The clock is ticking.
The drive up Magnolia Lane is less than a week away.
For Jordan Spieth the week before the Masters has been a no-brainer: the Texan is happy to tee it up in his home state and get the competitive juices flowing.
He'll return this week to defend the trophy he won in fine style 12 month ago.
For Rory McIlroy the decision to tee it up is something of a break with the past.
The last time he played the week before a trip to the Masters was way back in 2014.
This year, however, his quest for the Green Jacket that will complete the career grand slam will begin in San Antonio.
Let's take a closer look at the records of Spieth and McIlroy ahead of a Major, plus a couple of other key angles for the week.
Major prep: Spieth
Spieth likes teeing it up the week before a Major and he doesn't faff about either.
Rather, he likes the idea of hitting the big week running.
He's played the week before 19 of his Major starts, recording eight top 10 finishes including one second, one third and three wins.
The first two triumphs came in the John Deere Classic ahead of the Open, last year he won this event before the Masters.
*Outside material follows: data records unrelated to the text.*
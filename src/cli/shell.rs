//! Interactive menu
//!
//! Reads choices line by line so it works the same against a terminal, a pipe
//! or an in-memory buffer.

use std::io::{self, BufRead, Write};
use std::path::PathBuf;
use std::time::Instant;

use anyhow::Result;

use super::app::Settings;
use super::course::{write_course, write_listing};
use super::output::Output;
use crate::domain::Catalog;
use crate::storage::LoadError;

const MENU: &str = "\
Menu:
  1. Load Course Data
  2. Display All Courses
  3. Find Course
  9. Exit
Enter choice: ";

/// Runs the menu on stdin/stdout
pub fn run(output: &Output, settings: &Settings) -> Result<()> {
    output.verbose_ctx(
        "shell",
        &format!("Default catalog: {}", settings.catalog.display()),
    );

    let stdin = io::stdin();
    let stdout = io::stdout();
    Shell::new(stdin.lock(), stdout.lock(), settings).run()?;
    Ok(())
}

/// Menu state: the input/output pair and the catalog loaded so far
pub struct Shell<'a, R, W> {
    input: R,
    out: W,
    settings: &'a Settings,
    catalog: Option<Catalog>,
}

impl<'a, R: BufRead, W: Write> Shell<'a, R, W> {
    pub fn new(input: R, out: W, settings: &'a Settings) -> Self {
        Self {
            input,
            out,
            settings,
            catalog: None,
        }
    }

    /// The catalog loaded by the last successful "Load Course Data"
    pub fn catalog(&self) -> Option<&Catalog> {
        self.catalog.as_ref()
    }

    /// Loops until the user picks 9 or input ends
    pub fn run(&mut self) -> io::Result<()> {
        loop {
            write!(self.out, "{}", MENU)?;
            self.out.flush()?;

            let Some(line) = self.read_line()? else {
                writeln!(self.out)?;
                writeln!(self.out, "Good bye.")?;
                break;
            };

            match line.trim().parse::<u32>() {
                Ok(1) => self.timed(Self::load_courses)?,
                Ok(2) => self.timed(Self::display_all)?,
                Ok(3) => self.timed(Self::find_course)?,
                Ok(9) => {
                    writeln!(self.out, "Good bye.")?;
                    break;
                }
                _ => writeln!(self.out, "Invalid choice. Please enter 1, 2, 3, or 9.")?,
            }
        }
        Ok(())
    }

    fn timed(&mut self, action: fn(&mut Self) -> io::Result<()>) -> io::Result<()> {
        let start = Instant::now();
        action(self)?;

        if self.settings.timings {
            let elapsed = start.elapsed();
            writeln!(self.out, "time: {} microseconds", elapsed.as_micros())?;
            writeln!(self.out, "time: {:.6} seconds", elapsed.as_secs_f64())?;
        }
        Ok(())
    }

    fn load_courses(&mut self) -> io::Result<()> {
        self.prompt(&format!(
            "Use default file path ({})? (y/n): ",
            self.settings.catalog.display()
        ))?;
        let answer = self.read_line()?.unwrap_or_default();

        let path = match answer.trim().chars().next().map(|c| c.to_ascii_lowercase()) {
            Some('y') => self.settings.catalog.clone(),
            Some('n') => {
                self.prompt("Enter the course data file path: ")?;
                PathBuf::from(self.read_line()?.unwrap_or_default().trim())
            }
            _ => return writeln!(self.out, "Invalid input. Please enter 'y' or 'n'."),
        };

        writeln!(self.out, "Loading CSV file {}", path.display())?;
        match self.settings.loader().load(&path) {
            Ok(catalog) => {
                writeln!(self.out, "{} courses read", catalog.records_read())?;
                self.catalog = Some(catalog);
            }
            Err(LoadError::Open { .. }) => {
                writeln!(self.out, "Error: Unable to open file {}", path.display())?
            }
            Err(err) => writeln!(self.out, "Error: {}", err)?,
        }
        Ok(())
    }

    fn display_all(&mut self) -> io::Result<()> {
        match &self.catalog {
            Some(catalog) => write_listing(&mut self.out, catalog),
            None => self.not_loaded(),
        }
    }

    fn find_course(&mut self) -> io::Result<()> {
        if self.catalog.is_none() {
            return self.not_loaded();
        }

        self.prompt("Enter course number: ")?;
        let id = self.read_line()?.unwrap_or_default();

        match &self.catalog {
            Some(catalog) => write_course(&mut self.out, catalog, catalog.find(id.trim())),
            None => self.not_loaded(),
        }
    }

    fn not_loaded(&mut self) -> io::Result<()> {
        writeln!(
            self.out,
            "Error: No course data loaded. Please load data first."
        )
    }

    fn prompt(&mut self, text: &str) -> io::Result<()> {
        write!(self.out, "{}", text)?;
        self.out.flush()
    }

    /// Next input line without its terminator, or `None` at end of input.
    /// Bytes that are not UTF-8 are replaced rather than ending the session.
    fn read_line(&mut self) -> io::Result<Option<String>> {
        let mut buf = Vec::new();
        if self.input.read_until(b'\n', &mut buf)? == 0 {
            return Ok(None);
        }
        let line = String::from_utf8_lossy(&buf);
        Ok(Some(line.trim_end_matches(&['\r', '\n'][..]).to_string()))
    }
}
He's also been second and third in the Houston Open before making his way to Augusta National.
Major prep: McIlroy
McIlroy has been less keen to play the week before the Masters.
He's done it just four times with two top 10s including second in this tournament in 2013.
In all he's landed 10 top 10s from 21 pre-Major starts with two victories (the 2014 Bridgestone Invitational and 2019 Canadian Open).
However, he really enjoyed playing the Invitational at Firestone and, if you pull results there from his pre-Major record, you get: 13 starts, four top 10s (one of them a win).
The winning approach
Asked about the course, Rickie Fowler said: "It's fairly generous off the tee until you get some wind blowing out here, which I know it can, but it's very much a second-shot golf course. There's some tough but fun second shots out here."
The importance of good approach shots was backed up by something 2017 winner Kevin Chappell.
"I believe I was third last year in greens in regulation," he said, adding: "It's such a difficult scrambling course because of the wind and how severe some of the runoffs are around the greens.
"It's important to get the ball on the green when you can and not necessarily force a shot in there to try to get a birdie look because there's not many out there."
The stats reiterate all these thoughts.
Chappell ranked second for Strokes Gained Approach in his win and the last three winners have also excelled in that category: Andrew Landry in 2018 and Corey Conners in 2019 were first, Jordan Spieth last year was fourth.
Hitting greens in regulation, as Chappell hinted, also mattered. He was third, Landry and Conners first, as was 2015 winner Jimmy Walker.
Golf in Texas suits specialists and none more so than Charley Hoffman.
From the Korn Ferry Tour in the early years of this century right through to last year he has always thrived in the Lone Star State, pretty much whichever course he has played on.
He was a winner on the second tier back in 2004 and his success has been maintained ever since he hit the top level.
He's got six top 25 finishes at Colonial Country Club with a best of third last summer.
He has another half dozen top 25s at Houston Country Club.
And six more at Las Colinas (best of second in 2015).
He landed three top 15s in just four visits to La Cantera.
And his best record of all is here at TPC San Antonio where he has made 11 starts, never missed a cut, recording nine top 15 finishes.
More incredibly he has five top three finishes, including three second and victory in 2016.
In all, he has 25 top 20s, 14 of them top 10s, in 53 Texas starts.